WHAT YOU NEED TO DO
Look through the data below. Show each line where the string "write" occurs.

= = = = = = =

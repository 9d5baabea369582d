//! The uniform contract every vector store backend satisfies.

use std::collections::HashMap;
use std::sync::Arc;

use async_trait::async_trait;
use serde::{Deserialize, Serialize};
use tracing::debug;

use crate::document::{Document, IndexedDocument, Metadata, SearchResult};
use crate::embedding::EmbeddingProvider;
use crate::error::{RagError, Result};
use crate::filter::FilterExpression;
use crate::similarity::DistanceMetric;

/// Default chunk size for [`VectorStoreAdapter::batch_add_documents`].
pub const DEFAULT_BATCH_SIZE: usize = 100;

/// Static capability descriptor of a backend.
///
/// Consumed by the [`VectorStoreManager`](crate::VectorStoreManager) and by
/// callers doing capability-based backend selection.
#[derive(Debug, Clone, Copy, PartialEq, Eq, Serialize, Deserialize)]
pub struct Capabilities {
    /// Needs a separately running server process.
    pub requires_server: bool,
    /// Survives process restarts.
    pub persistent: bool,
    /// Accepts metadata filters (natively or by post-filtering).
    pub supports_filtering: bool,
    /// Updates in place. When `false`, updates are emulated as
    /// delete plus reinsert.
    pub supports_updates: bool,
}

/// Collection size a backend is suited for.
#[derive(
    Debug, Clone, Copy, Default, PartialEq, Eq, PartialOrd, Ord, Hash, Serialize, Deserialize,
)]
#[serde(rename_all = "snake_case")]
pub enum Scale {
    /// Up to roughly a hundred thousand documents.
    #[default]
    Small,
    /// Up to a few million documents.
    Medium,
    /// More than that.
    Large,
}

/// What a registered backend offers, known before any adapter is built.
///
/// `capabilities` describes the backend configured for them: a flat index
/// is listed as persistent, though an instance without a
/// `persist_directory` reports `persistent: false` from
/// [`VectorStoreAdapter::adapter_info`].
#[derive(Debug, Clone, Copy, PartialEq, Eq, Serialize)]
pub struct StoreInfo {
    /// Human readable engine name.
    pub name: &'static str,
    /// Native score the engine reports before conversion.
    pub distance_metric: DistanceMetric,
    /// Capability flags.
    pub capabilities: Capabilities,
    /// Largest collection size the backend handles well.
    pub scale: Scale,
}

/// Identity and capabilities of an adapter instance.
#[derive(Debug, Clone, PartialEq, Serialize, Deserialize)]
pub struct AdapterInfo {
    /// Human readable engine name.
    pub name: String,
    /// Registry key of the backend.
    pub store_type: String,
    /// Collection owned by this adapter.
    pub collection_name: String,
    /// Embedding model identity bound to the collection.
    pub embedding_model: String,
    /// Vector dimension of the collection.
    pub embedding_dimension: usize,
    /// Native score the engine reports before conversion.
    pub distance_metric: DistanceMetric,
    /// Capability flags.
    pub capabilities: Capabilities,
}

/// What every adapter is constructed with: the collection it owns and the
/// shared embedding provider.
#[derive(Clone)]
pub struct AdapterContext {
    /// Collection name.
    pub collection_name: String,
    /// Shared embedding provider.
    pub embedder: Arc<dyn EmbeddingProvider>,
}

impl AdapterContext {
    /// Create a context.
    pub fn new(collection_name: impl Into<String>, embedder: Arc<dyn EmbeddingProvider>) -> Self {
        Self { collection_name: collection_name.into(), embedder }
    }
}

impl std::fmt::Debug for AdapterContext {
    fn fmt(&self, f: &mut std::fmt::Formatter<'_>) -> std::fmt::Result {
        f.debug_struct("AdapterContext")
            .field("collection_name", &self.collection_name)
            .field("embedding_model", &self.embedder.model_name())
            .finish()
    }
}

/// A backend-specific implementation of the vector store contract.
///
/// Each adapter owns exactly one collection. It embeds text through the
/// shared [`EmbeddingProvider`], converts its native distance into a
/// similarity in `[0, 1]`, translates [`FilterExpression`]s into its own
/// filter syntax and emulates whatever its engine cannot do natively, so
/// the manager and retriever never special-case backends.
///
/// # Example
///
/// ```rust,ignore
/// use ohlcv_rag::{Document, InMemoryAdapter, VectorStoreAdapter};
///
/// let store = InMemoryAdapter::new(context);
/// let ids = store.add_documents(&[Document::new("AAPL uptrend")], None).await?;
/// let results = store.search("AAPL", 5, None).await?;
/// ```
#[async_trait]
pub trait VectorStoreAdapter: Send + Sync {
    /// Embed and store documents. Generates UUIDs when `ids` is `None`.
    /// An existing id is replaced.
    ///
    /// Returns the ids in input order.
    async fn add_documents(
        &self,
        documents: &[Document],
        ids: Option<&[String]>,
    ) -> Result<Vec<String>>;

    /// Return at most `n` results sorted by descending similarity.
    async fn search(
        &self,
        query: &str,
        n: usize,
        filter: Option<&FilterExpression>,
    ) -> Result<Vec<SearchResult>>;

    /// Delete documents by id. Unknown ids are ignored.
    async fn delete_documents(&self, ids: &[String]) -> Result<()>;

    /// Replace text and vector (and metadata, if given) when `documents`
    /// is given, otherwise replace metadata only.
    async fn update_documents(
        &self,
        ids: &[String],
        documents: Option<&[String]>,
        metadatas: Option<&[Metadata]>,
    ) -> Result<()>;

    /// Look up stored documents by id. Missing ids are skipped.
    async fn get_documents(&self, ids: &[String]) -> Result<Vec<IndexedDocument>>;

    /// Number of documents in the collection.
    async fn get_document_count(&self) -> Result<usize>;

    /// Destroy the collection and recreate it empty.
    async fn clear_collection(&self) -> Result<()>;

    /// Static identity and capability descriptor.
    fn adapter_info(&self) -> AdapterInfo;

    /// Flush state to durable storage.
    ///
    /// Stores that persist on every write return `Ok(())`; stores that
    /// cannot persist at all fail with [`RagError::CapabilityError`].
    async fn persist(&self) -> Result<()> {
        let info = self.adapter_info();
        if info.capabilities.persistent {
            Ok(())
        } else {
            Err(RagError::capability("persist", info.store_type, "store is not persistent"))
        }
    }

    /// Add documents in sequential chunks of `batch_size` so large ingest
    /// jobs never build one oversized native request.
    async fn batch_add_documents(
        &self,
        documents: &[Document],
        batch_size: usize,
    ) -> Result<Vec<String>> {
        if batch_size == 0 {
            return Err(RagError::ConfigError("batch_size must be greater than zero".to_string()));
        }
        let mut all_ids = Vec::with_capacity(documents.len());
        for (batch, chunk) in documents.chunks(batch_size).enumerate() {
            let ids = self.add_documents(chunk, None).await?;
            debug!(batch, count = ids.len(), "indexed batch");
            all_ids.extend(ids);
        }
        Ok(all_ids)
    }

    /// Search, then drop results scoring below `score_threshold`.
    async fn similarity_search_with_score(
        &self,
        query: &str,
        n: usize,
        filter: Option<&FilterExpression>,
        score_threshold: f32,
    ) -> Result<Vec<SearchResult>> {
        let results = self.search(query, n, filter).await?;
        Ok(results.into_iter().filter(|r| r.score >= score_threshold).collect())
    }
}

/// Use the caller's ids or generate UUID v4 strings.
pub(crate) fn resolve_ids(count: usize, ids: Option<&[String]>) -> Result<Vec<String>> {
    match ids {
        Some(ids) if ids.len() != count => Err(RagError::ConfigError(format!(
            "got {} ids for {count} documents",
            ids.len()
        ))),
        Some(ids) => Ok(ids.to_vec()),
        None => Ok((0..count).map(|_| uuid::Uuid::new_v4().to_string()).collect()),
    }
}

/// Positions to write when `ids` may repeat within one call.
///
/// Only the last occurrence of each id is kept, in input order, so a
/// batch write ends in the same state as the equivalent single writes.
pub(crate) fn last_occurrences(ids: &[String]) -> Vec<usize> {
    let mut last: HashMap<&str, usize> = HashMap::with_capacity(ids.len());
    for (i, id) in ids.iter().enumerate() {
        last.insert(id.as_str(), i);
    }
    (0..ids.len()).filter(|&i| last[ids[i].as_str()] == i).collect()
}

/// Validate that optional update payloads line up with `ids`.
pub(crate) fn check_update_lengths(
    ids: &[String],
    documents: Option<&[String]>,
    metadatas: Option<&[Metadata]>,
) -> Result<()> {
    if let Some(documents) = documents {
        if documents.len() != ids.len() {
            return Err(RagError::ConfigError(format!(
                "got {} documents for {} ids",
                documents.len(),
                ids.len()
            )));
        }
    }
    if let Some(metadatas) = metadatas {
        if metadatas.len() != ids.len() {
            return Err(RagError::ConfigError(format!(
                "got {} metadatas for {} ids",
                metadatas.len(),
                ids.len()
            )));
        }
    }
    Ok(())
}

pub(crate) fn check_limit(n: usize) -> Result<()> {
    if n == 0 {
        return Err(RagError::ConfigError("n must be at least 1".to_string()));
    }
    Ok(())
}

/// Embed texts and check every vector against the collection dimension.
pub(crate) async fn embed_texts(
    embedder: &dyn EmbeddingProvider,
    texts: &[&str],
    dimensions: usize,
    operation: &str,
    backend: &str,
) -> Result<Vec<Vec<f32>>> {
    let vectors =
        embedder.embed_batch(texts).await.map_err(|e| e.in_operation(operation, backend))?;
    if vectors.len() != texts.len() {
        return Err(RagError::operation(
            operation,
            backend,
            format!("embedder returned {} vectors for {} texts", vectors.len(), texts.len()),
        ));
    }
    if let Some(bad) = vectors.iter().find(|v| v.len() != dimensions) {
        return Err(RagError::operation(
            operation,
            backend,
            format!(
                "dimension mismatch: collection expects {dimensions}, model '{}' produced {}",
                embedder.model_name(),
                bad.len()
            ),
        ));
    }
    Ok(vectors)
}

/// Embed a single query string.
pub(crate) async fn embed_query(
    embedder: &dyn EmbeddingProvider,
    query: &str,
    dimensions: usize,
    backend: &str,
) -> Result<Vec<f32>> {
    let mut vectors = embed_texts(embedder, &[query], dimensions, "search", backend).await?;
    vectors.pop().ok_or_else(|| RagError::operation("search", backend, "no query embedding"))
}

#[cfg(test)]
mod tests {
    use super::*;

    #[test]
    fn resolve_ids_generates_unique_uuids() {
        let ids = resolve_ids(3, None).unwrap();
        assert_eq!(ids.len(), 3);
        assert_ne!(ids[0], ids[1]);
        assert!(uuid::Uuid::parse_str(&ids[2]).is_ok());
    }

    #[test]
    fn resolve_ids_rejects_length_mismatch() {
        let ids = vec!["a".to_string()];
        assert!(resolve_ids(2, Some(&ids)).is_err());
        assert_eq!(resolve_ids(1, Some(&ids)).unwrap(), ids);
    }

    #[test]
    fn repeated_ids_keep_last_position() {
        let ids: Vec<String> = ["a", "b", "a", "c", "b"].iter().map(|s| s.to_string()).collect();
        assert_eq!(last_occurrences(&ids), vec![2, 3, 4]);
        assert_eq!(last_occurrences(&[]), Vec::<usize>::new());
    }

    #[test]
    fn update_lengths_must_match() {
        let ids = vec!["a".to_string(), "b".to_string()];
        let docs = vec!["x".to_string()];
        assert!(check_update_lengths(&ids, Some(&docs), None).is_err());
        assert!(check_update_lengths(&ids, None, None).is_ok());
    }
}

= = = = = = =

THE ANSWER
    /// Stores that persist on every write return `Ok(())`; stores that
/// Positions to write when `ids` may repeat within one call.
/// batch write ends in the same state as the equivalent single writes.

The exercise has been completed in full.